Otherwise known as: SkyNet – the Movie! I mean, I’ll see it, but how many times do we need to travel the same well-worn territory? Oh no! We created a supermachine and now it can boss us around! The horror!
It’s Earth Day again and time for another kids’ documentary about cute animals. While you’re watching Bears, don’t forget to remind your littleuns that if they ever catch a whiff of the fishy garbage-heap-in-the-sun smell of a real bear, under no circumstances should they attempt to approach and/or pat the cute bears, as they will totally rip your face off.
HAUNTED HOUSE 2
Sometimes I like deliberately dumb spoofs, but this one is just bad. That trailer didn’t even make me smile once.
FACE OF LOVE
While I’m not opposed to the notion of a woman falling in love with a guy who looks like her dead husband (okay, I find it a LITTLE creepy), this looks like one of those slow, quiet (read: boring) movies that make me want to hit fast forward just to make something happen.
TRAILER PARK BOYS: DON’T LEGALIZE IT
I despise Trailer Park Boys, but I know a lot of people don’t, so here’s the trailer. Me: out.
The offerings this week consisted of Noah (too ridiculous) and Bad Words (too angry) so I decided to turn back the clock to last week and see Muppets Most Wanted. I’ve never been a big fan of Kermit, Miss Piggy, or any of the ‘big’ Muppets but I do love backgrounders like Beaker, Robin, and Statler and Waldorf. Plus the last movie was really funny.
After taking Kermit’s place, international criminal Constantine and the Muppets’ manager Dominic Badguy use their world tour as a cover for stealing priceless artifacts.
I’m always worried that a movie with a hilarious trailer will be disappointing because it used up all its good jokes already. Luckily, that didn’t happen here. Though I did occasionally wish for less Muppets and more supporting cast, it turned out to be as funny as the last one.
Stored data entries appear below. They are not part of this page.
//! Error types shared across the harness.

use std::fmt::{Display, Formatter};

/// Shared harness result type.
pub type Result<T> = std::result::Result<T, AppError>;

/// Harness error enumeration covering every way a conformance run can fail.
#[derive(Debug)]
pub enum AppError {
    /// Configuration parsing or validation failure.
    Config(String),
    /// The server's build command exited nonzero; carries captured stderr.
    Build(String),
    /// The server executable could not be started.
    Spawn(String),
    /// The server never announced a usable listening address.
    AddressDiscovery(String),
    /// Connection refused, reset, or a failed write.
    Connection(String),
    /// A bounded socket read expired before the expected bytes arrived.
    Timeout(String),
    /// The comparator rejected the actual response.
    Mismatch(String),
    /// File-system or I/O operation failure.
    Io(String),
}

impl Display for AppError {
    fn fmt(&self, f: &mut Formatter<'_>) -> std::fmt::Result {
        match self {
            Self::Config(msg) => write!(f, "config: {msg}"),
            Self::Build(msg) => write!(f, "build: {msg}"),
            Self::Spawn(msg) => write!(f, "spawn: {msg}"),
            Self::AddressDiscovery(msg) => write!(f, "address discovery: {msg}"),
            Self::Connection(msg) => write!(f, "connection: {msg}"),
            Self::Timeout(msg) => write!(f, "timeout: {msg}"),
            Self::Mismatch(msg) => write!(f, "mismatch: {msg}"),
            Self::Io(msg) => write!(f, "io: {msg}"),
        }
    }
}

impl std::error::Error for AppError {}

impl From<toml::de::Error> for AppError {
    fn from(err: toml::de::Error) -> Self {
        Self::Config(format!("invalid config: {err}"))
    }
}

impl From<serde_json::Error> for AppError {
    fn from(err: serde_json::Error) -> Self {
        Self::Config(format!("invalid config: {err}"))
    }
}

impl From<std::io::Error> for AppError {
    fn from(err: std::io::Error) -> Self {
        Self::Io(err.to_string())
    }
}
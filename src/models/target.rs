//! Language target model and server address parsing.

use std::fmt::{Display, Formatter};
use std::path::PathBuf;
use std::str::FromStr;
use std::time::Duration;

use crate::{AppError, Result};

/// Host the client dials regardless of the address a server announces.
///
/// Servers usually report their wildcard bind address (`[::]:4000`,
/// `0.0.0.0:4000`), so only the port is taken from the announcement.
pub const DIAL_HOST: &str = "localhost";

/// How the harness learns where a spawned server is listening.
#[derive(Debug, Clone, Copy, PartialEq, Eq)]
pub enum DiscoveryMode {
    /// Server is started on a fixed port; readiness is assumed after a delay.
    Fixed {
        /// Port passed to the server and dialled by the client.
        port: u16,
        /// Time to wait before the first connection attempt.
        startup_delay: Duration,
    },
    /// Server is started with port `0` and prints `host:port` as its first
    /// stdout line.
    Dynamic {
        /// Upper bound on the wait for the address line.
        startup_timeout: Duration,
    },
}

impl DiscoveryMode {
    /// Port argument handed to the server executable (`0` for dynamic).
    #[must_use]
    pub fn requested_port(&self) -> u16 {
        match self {
            Self::Fixed { port, .. } => *port,
            Self::Dynamic { .. } => 0,
        }
    }
}

/// One implementation under test.
#[derive(Debug, Clone, PartialEq, Eq)]
pub struct LanguageTarget {
    /// Display name, also used by the `--lang` filter.
    pub name: String,
    /// Directory the build and the server run in.
    pub working_directory: PathBuf,
    /// Address-discovery policy.
    pub discovery: DiscoveryMode,
    /// Build program followed by its arguments.
    pub build_command: Vec<String>,
    /// Server executable, relative to `working_directory` unless absolute.
    pub server_binary: PathBuf,
}

impl LanguageTarget {
    /// Absolute-or-joined path of the server executable.
    #[must_use]
    pub fn server_path(&self) -> PathBuf {
        self.working_directory.join(&self.server_binary)
    }
}

/// Lifecycle of a server-under-test within one language run.
#[derive(Debug, Clone, Copy, PartialEq, Eq)]
pub enum LifecycleState {
    /// Build has not run (or failed).
    NotBuilt,
    /// Build succeeded; no process running.
    Built,
    /// Process is running and its address is known.
    Spawned,
    /// Process has been signalled and reaped.
    Terminated,
}

/// Listening address announced by a server.
#[derive(Debug, Clone, PartialEq, Eq)]
pub struct ServerAddress {
    /// Host portion exactly as announced (may be a wildcard).
    pub host: String,
    /// Listening port.
    pub port: u16,
}

impl ServerAddress {
    /// Address for a fixed-port server.
    #[must_use]
    pub fn local(port: u16) -> Self {
        Self {
            host: DIAL_HOST.to_owned(),
            port,
        }
    }

    /// `host:port` pair the client actually connects to.
    #[must_use]
    pub fn dial_target(&self) -> (&'static str, u16) {
        (DIAL_HOST, self.port)
    }
}

impl FromStr for ServerAddress {
    type Err = AppError;

    /// Parse `host:port`, splitting on the last `:` so IPv6 hosts survive.
    fn from_str(raw: &str) -> Result<Self> {
        let trimmed = raw.trim();
        let (host, port) = trimmed.rsplit_once(':').ok_or_else(|| {
            AppError::AddressDiscovery(format!("expected host:port, got {trimmed:?}"))
        })?;
        let port: u16 = port.parse().map_err(|err| {
            AppError::AddressDiscovery(format!("invalid port in {trimmed:?}: {err}"))
        })?;
        if port == 0 {
            return Err(AppError::AddressDiscovery(format!(
                "server announced port 0 in {trimmed:?}"
            )));
        }
        Ok(Self {
            host: host.to_owned(),
            port,
        })
    }
}

impl Display for ServerAddress {
    fn fmt(&self, f: &mut Formatter<'_>) -> std::fmt::Result {
        write!(f, "{}:{}", self.host, self.port)
    }
}
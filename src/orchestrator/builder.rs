//! Server build step.

use std::process::Stdio;

use tokio::process::Command;
use tracing::{debug, info, instrument};

use crate::models::LanguageTarget;
use crate::{AppError, Result};

/// Run the target's build command in its working directory.
///
/// Stdout and stderr are captured. A nonzero exit turns the captured
/// stderr into the error message so the report can show it verbatim.
///
/// # Errors
///
/// Returns `AppError::Build` if the build tool cannot be launched or
/// exits unsuccessfully.
#[instrument(skip_all, fields(language = %target.name))]
pub async fn build_server(target: &LanguageTarget) -> Result<()> {
    let (program, args) = target
        .build_command
        .split_first()
        .ok_or_else(|| AppError::Build("build command is empty".into()))?;

    debug!(program, ?args, dir = %target.working_directory.display(), "running build");

    let output = Command::new(program)
        .args(args)
        .current_dir(&target.working_directory)
        .stdin(Stdio::null())
        .kill_on_drop(true)
        .output()
        .await
        .map_err(|err| AppError::Build(format!("failed to run {program}: {err}")))?;

    if output.status.success() {
        info!("build succeeded");
        return Ok(());
    }

    let stderr = String::from_utf8_lossy(&output.stderr).trim_end().to_owned();
    let status = output.status.code().map_or_else(
        || "terminated by signal".to_owned(),
        |code| format!("exited with code {code}"),
    );
    info!(%status, "build failed");

    if stderr.is_empty() {
        Err(AppError::Build(format!("{program} {status}")))
    } else {
        Err(AppError::Build(stderr))
    }
}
I’ve been looking forward to this movie. The book is excellent. It reminds me a lot of how we’re always trying to put people in boxes with those personality tests – like there are only sixteen kinds of people in the world. I fully expect the movie to be as good (or better) than The Hunger Games, provided they steered clear of all that shaky-cam that plagued the first Hunger Games movie. The trailer says it does. Woot! Bring on Friday!
MUPPETS MOST WANTED
It’s a shame this movie opens the same week as Divergent, because everything about this trailer makes me laugh. “Kerrrrrmeet da frog heeer.” Dominic Badguy. “Thees is my car. Eet is illegal now for eets massive size.” “Turn dem back on, I can’t see anything!” I’m dying over here. The good news is that there’s nothing I care about coming out next week, so I can just wait and do the Muppets then. ERMEGERD MERPERTS!!
NEED FOR SPEED
No. Nope. Nuh uh. If I want to oogle expensive cars, I’ll watch Top Gear. At least those guys are funny. What I will not do is watch another terrible video game adaptation starring a guy who has that same dopey look as Deputy Dewey from Scream. Also, that stunt with the helicopter was a whole lot more hilarious in my head, where the chains just ripped off the car bumper and those two idiots plunged to the bottom of the canyon in a big dumb fireball.
Directed by the Prisoners guy or not, this looks slow and boring. I’m only mildly curious about why there are two guys who look the same and I feel like the answer to the puzzle is some kind of spaced-out metaphor that would just piss me off anyway. So no way.
THE GRAND BUDAPEST HOTEL
I have kind of a love/hate relationship with Wes Anderson films. I love The Life Aquatic and Fantastic Mr. Fox but I hated The Darjeeling Limited (too depressing, not funny enough). This one looks to be more on the goofy side of things, so I’ll see it.
Ah yes, the Kickstarter movie the Veronica Mars fans funded when they couldn’t accept the cancellation of their beloved show. I never watched the TV show and I don’t live in one of the select cities this film will be playing in, but if you are/do, I hope you get your money’s worth out of it. I think it looks like Nancy Drew as written by Joss Whedon.
TYLER PERRY’S SINGLE MOM’S CLUB
Tyler Perry invents babysitting?
No way was I paying $14 to be bored to sleep by Slow Motion Swordfight 2: Now With More Beards and Instagram Filters, so my choice this week was cartoons. I only vaguely remembered Mr. Peabody from when I was little, so I could watch the reboot without all those pesky predetermined notions you usually have with a remake.
A hyperintelligent dog tries to keep his adoptive son out of trouble after he messes up the past trying to impress a girl from school.
My major concern was that I would be annoyed by the inevitable historical and scientific inaccuracies, but the movie is so hilarious that I ended up not caring about any of that. It also has some interesting things to say about adoption if you’re paying attention, so it’s both cute and funny. Take the kids. You’ll both like it.